Ses camarades n'en reviennent pas. C'est la première fois qu'il prenait la parole comme ça depuis trois ans, le même mec qui se faisait piétiner par le SI et les autres recrues à longueur de journées. Derrière lui, le zabrak se relève péniblement, une main sur son casque. C'est le silence absolu dans les rangs.
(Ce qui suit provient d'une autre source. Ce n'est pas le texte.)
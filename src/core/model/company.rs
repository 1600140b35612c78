use chrono::{DateTime, Utc};
use serde::Serialize;

/// URL prefix under which the public storage directory is served.
pub const PUBLIC_URL_PREFIX: &str = "/storage";

/// Main company model for the `companies` table.
#[derive(Debug, Clone, Serialize, sqlx::FromRow)]
pub struct Company {
    /// Primary key.
    pub id: i64,

    pub name: String,

    pub email: Option<String>,

    pub website: Option<String>,

    /// Logo path relative to the public storage root.
    pub logo: Option<String>,

    pub created_at: DateTime<Utc>,
    pub updated_at: DateTime<Utc>,
}

/// DTO for inserting.
#[derive(Debug, Clone, Copy)]
pub struct CompanyInsert<'a> {
    pub name: &'a str,
    pub email: Option<&'a str>,
    pub website: Option<&'a str>,
    pub logo: Option<&'a str>,
}

/// DTO for updating. Every field is written, `logo` included, so callers
/// pass the existing logo when no new one was uploaded.
#[derive(Debug, Clone, Copy)]
pub struct CompanyUpdate<'a> {
    pub name: &'a str,
    pub email: Option<&'a str>,
    pub website: Option<&'a str>,
    pub logo: Option<&'a str>,
}

/// Public projection of a [Company].
#[cfg_attr(feature = "http", derive(utoipa::ToSchema))]
#[derive(Debug, Clone, Serialize, PartialEq)]
pub struct CompanyResource {
    pub id: i64,
    pub name: String,
    pub email: Option<String>,
    pub website: Option<String>,

    /// Logo path relative to the public storage root.
    pub logo: Option<String>,

    /// URL the logo is served at.
    pub logo_url: Option<String>,
}

impl From<Company> for CompanyResource {
    fn from(
        Company {
            id,
            name,
            email,
            website,
            logo,
            ..
        }: Company,
    ) -> Self {
        let logo_url = logo
            .as_ref()
            .map(|path| format!("{PUBLIC_URL_PREFIX}/{path}"));
        Self {
            id,
            name,
            email,
            website,
            logo,
            logo_url,
        }
    }
}
#[cfg(test)]
mod employee_service_tests {
    use crate::{
        app::test::MemoryRepo,
        core::{
            model::{company::CompanyInsert, Pagination},
            repo::company::CompanyRepo,
            service::employee::{
                dto::{EmployeeCreatePayload, EmployeeUpdatePayload},
                EmployeeService,
            },
        },
        error::RosterErr,
    };

    async fn company(service: &EmployeeService<MemoryRepo>, name: &str) -> i64 {
        let insert = CompanyInsert {
            name,
            email: None,
            website: None,
            logo: None,
        };
        CompanyRepo::insert(&service.repo, insert).await.unwrap().id
    }

    fn create(company_id: i64, first_name: &str) -> EmployeeCreatePayload {
        EmployeeCreatePayload {
            first_name: first_name.to_string(),
            last_name: "Doe".to_string(),
            company_id,
            email: None,
            phone: None,
        }
    }

    #[tokio::test]
    async fn index_without_employees_lists_all_companies() {
        let service = EmployeeService::new(MemoryRepo::default());
        for name in ["Echo", "Delta", "Charlie", "Bravo", "Alpha"] {
            company(&service, name).await;
        }

        let listing = service.index(Pagination::page(1)).await.unwrap();

        assert!(listing.employees.items.is_empty());
        assert_eq!(0, listing.employees.total);
        assert_eq!(1, listing.employees.last_page);
        assert_eq!(5, listing.companies.len());

        let names: Vec<_> = listing.companies.iter().map(|c| c.name.as_str()).collect();
        assert_eq!(vec!["Alpha", "Bravo", "Charlie", "Delta", "Echo"], names);
    }

    #[tokio::test]
    async fn index_paginates_employees_but_not_companies() {
        let service = EmployeeService::new(MemoryRepo::default());
        let mut companies = vec![];
        for i in 0..12 {
            companies.push(company(&service, &format!("Company {i:02}")).await);
        }
        for i in 0..13 {
            service
                .create(create(companies[i % 12], &format!("Employee {i}")))
                .await
                .unwrap();
        }

        let listing = service.index(Pagination::page(2)).await.unwrap();
        assert_eq!(3, listing.employees.items.len());
        assert_eq!(13, listing.employees.total);
        assert_eq!(2, listing.employees.last_page);
        assert_eq!(12, listing.companies.len());
    }

    #[tokio::test]
    async fn create_validates_and_trims() {
        let service = EmployeeService::new(MemoryRepo::default());
        let company_id = company(&service, "Employer").await;

        let mut payload = create(company_id, "  Jane ");
        payload.email = Some(" jane@employer.test ".to_string());
        payload.phone = Some("".to_string());

        let employee = service.create(payload).await.unwrap();
        assert_eq!("Jane", employee.first_name);
        assert_eq!(Some("jane@employer.test"), employee.email.as_deref());
        assert_eq!(None, employee.phone);

        let invalid = [
            create(company_id, ""),
            create(0, "Zero"),
            EmployeeCreatePayload {
                email: Some("nope".to_string()),
                ..create(company_id, "Bad Email")
            },
            EmployeeCreatePayload {
                phone: Some("1".repeat(33)),
                ..create(company_id, "Long Phone")
            },
            EmployeeCreatePayload {
                last_name: "x".repeat(256),
                ..create(company_id, "Long Name")
            },
        ];

        for payload in invalid {
            let error = service.create(payload).await.unwrap_err();
            assert!(matches!(error.error, RosterErr::Validation(_)));
        }

        assert_eq!(1, service.list(Pagination::default()).await.unwrap().total);
    }

    #[tokio::test]
    async fn incomplete_create_reports_every_missing_field() {
        let service = EmployeeService::new(MemoryRepo::default());

        let payload: EmployeeCreatePayload =
            serde_json::from_str(r#"{"first_name":"Ann"}"#).unwrap();
        assert_eq!(0, payload.company_id);

        let error = service.create(payload).await.unwrap_err();
        let RosterErr::Validation(errors) = error.error else {
            panic!("expected validation error, got {:?}", error.error);
        };

        let body = serde_json::to_string(&errors).unwrap();
        assert!(body.contains("last_name"));
        assert!(body.contains("company_id"));
        assert!(!body.contains("first_name"));
    }

    #[tokio::test]
    async fn out_of_range_page_is_rejected() {
        let service = EmployeeService::new(MemoryRepo::default());

        let error = service.list(Pagination::page(usize::MAX)).await.unwrap_err();

        assert!(matches!(error.error, RosterErr::Validation(_)));
    }

    #[tokio::test]
    async fn create_requires_existing_company() {
        let service = EmployeeService::new(MemoryRepo::default());

        let error = service.create(create(42, "Orphan")).await.unwrap_err();

        assert!(matches!(error.error, RosterErr::InvalidReference(_)));
        assert_eq!(0, service.list(Pagination::default()).await.unwrap().total);
    }

    #[tokio::test]
    async fn update_keeps_absent_fields() {
        let service = EmployeeService::new(MemoryRepo::default());
        let first = company(&service, "First").await;
        let second = company(&service, "Second").await;

        let mut payload = create(first, "John");
        payload.email = Some("john@first.test".to_string());
        payload.phone = Some("+1 555 0100".to_string());
        let employee = service.create(payload).await.unwrap();

        let update = EmployeeUpdatePayload {
            last_name: Some("  Smith ".to_string()),
            ..Default::default()
        };
        let updated = service.update(employee.id, update).await.unwrap();

        assert_eq!("John", updated.first_name);
        assert_eq!("Smith", updated.last_name);
        assert_eq!(first, updated.company_id);
        assert_eq!(Some("john@first.test"), updated.email.as_deref());
        assert_eq!(Some("+1 555 0100"), updated.phone.as_deref());

        let update = EmployeeUpdatePayload {
            company_id: Some(second),
            ..Default::default()
        };
        let updated = service.update(employee.id, update).await.unwrap();
        assert_eq!(second, updated.company_id);
        assert_eq!("Smith", updated.last_name);
    }

    #[tokio::test]
    async fn update_validates_present_fields() {
        let service = EmployeeService::new(MemoryRepo::default());
        let company_id = company(&service, "Employer").await;
        let employee = service.create(create(company_id, "Jane")).await.unwrap();

        let invalid = [
            EmployeeUpdatePayload {
                first_name: Some("   ".to_string()),
                ..Default::default()
            },
            EmployeeUpdatePayload {
                email: Some("nope".to_string()),
                ..Default::default()
            },
            EmployeeUpdatePayload {
                company_id: Some(0),
                ..Default::default()
            },
        ];

        for payload in invalid {
            let error = service.update(employee.id, payload).await.unwrap_err();
            assert!(matches!(error.error, RosterErr::Validation(_)));
        }

        let update = EmployeeUpdatePayload {
            company_id: Some(company_id + 100),
            ..Default::default()
        };
        let error = service.update(employee.id, update).await.unwrap_err();
        assert!(matches!(error.error, RosterErr::InvalidReference(_)));

        let stored = service.get(employee.id).await.unwrap();
        assert_eq!("Jane", stored.first_name);
        assert_eq!(company_id, stored.company_id);
    }

    #[tokio::test]
    async fn missing_employee_is_not_found() {
        let service = EmployeeService::new(MemoryRepo::default());
        let company_id = company(&service, "Employer").await;
        let employee = service.create(create(company_id, "Jane")).await.unwrap();

        service.delete(employee.id).await.unwrap();

        let error = service.get(employee.id).await.unwrap_err();
        assert!(matches!(error.error, RosterErr::DoesNotExist(_)));

        let error = service
            .update(employee.id, EmployeeUpdatePayload::default())
            .await
            .unwrap_err();
        assert!(matches!(error.error, RosterErr::DoesNotExist(_)));

        let error = service.delete(employee.id).await.unwrap_err();
        assert!(matches!(error.error, RosterErr::DoesNotExist(_)));
    }
}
Puis une voix féminine s'élève du groupe ; la voix de la jeune femme qui accidentellement avait croisé le regard de Salao avant le début de l'épreuve.

-Moi je le suis ! C'est toujours plus intelligent que foncer comme des brutes à découvert.

-Ouais, moi aussi je suis.

-Ok.

Bientôt, c'était presque toutes les voix des recrues qui approuvaient le plan du jeune Salao Sorcl. Lui se tient debout, devant eux. Les regards sont fixés sur lui. On prête attention à lui, on ne se moque plus. On l'approuve. Une sensation étrange lui parcourt l'échine, un frisson revigorant. C'était donc ça, diriger ? C'est foutrement bon, pense la jeune recrue. Il hoche la tête et se met en place conformément à son plan. Tous font de même, même le zabrak ne bronche pas. Salao lance la progression ouest du bras droit, puis aligne son fusil vers les lignes ennemies pour entamer un tir de couverture avec l'autre moitié du groupe Dorn. Sa prise est ferme. Il ne tremble pas. A l'intérieur de son casque, c'est un minuscule sourire qui s'affiche, avant qu'il n'ouvre le feu.




19h. L'ensemble des étudiants de l'académie est assis dans la grande salle, réaménagée pour l'occasion. Le général Garza est là, assise à la gauche du Sergent Instructeur, debout, qui annonce à la suite les noms des nouveaux promus pour les forces de l'Armée Républicaine. Le monde n'existe plus. Salao est ailleurs. Ses rêves sont revenus. Il a donné son premier ordre aujourd'hui, remporté la première de ses victoires. Sa torpeur prend fin lorsque son nom est prononcé.

-Sorcl, Salao.

Il se lève, marche lentement dans l'allée jusqu'à l'estrade des gradés. Salut. La tronche du SI est particulièrement crispée, presque frustrée. Il croise le regard, juste une seconde, du général ; ça lui donne le vertige. Enfin la voix de son pire ennemi de trois années retentit telle une cloche salvatrice.

-Éclaireur de la République, deuxième classe, troisième régiment.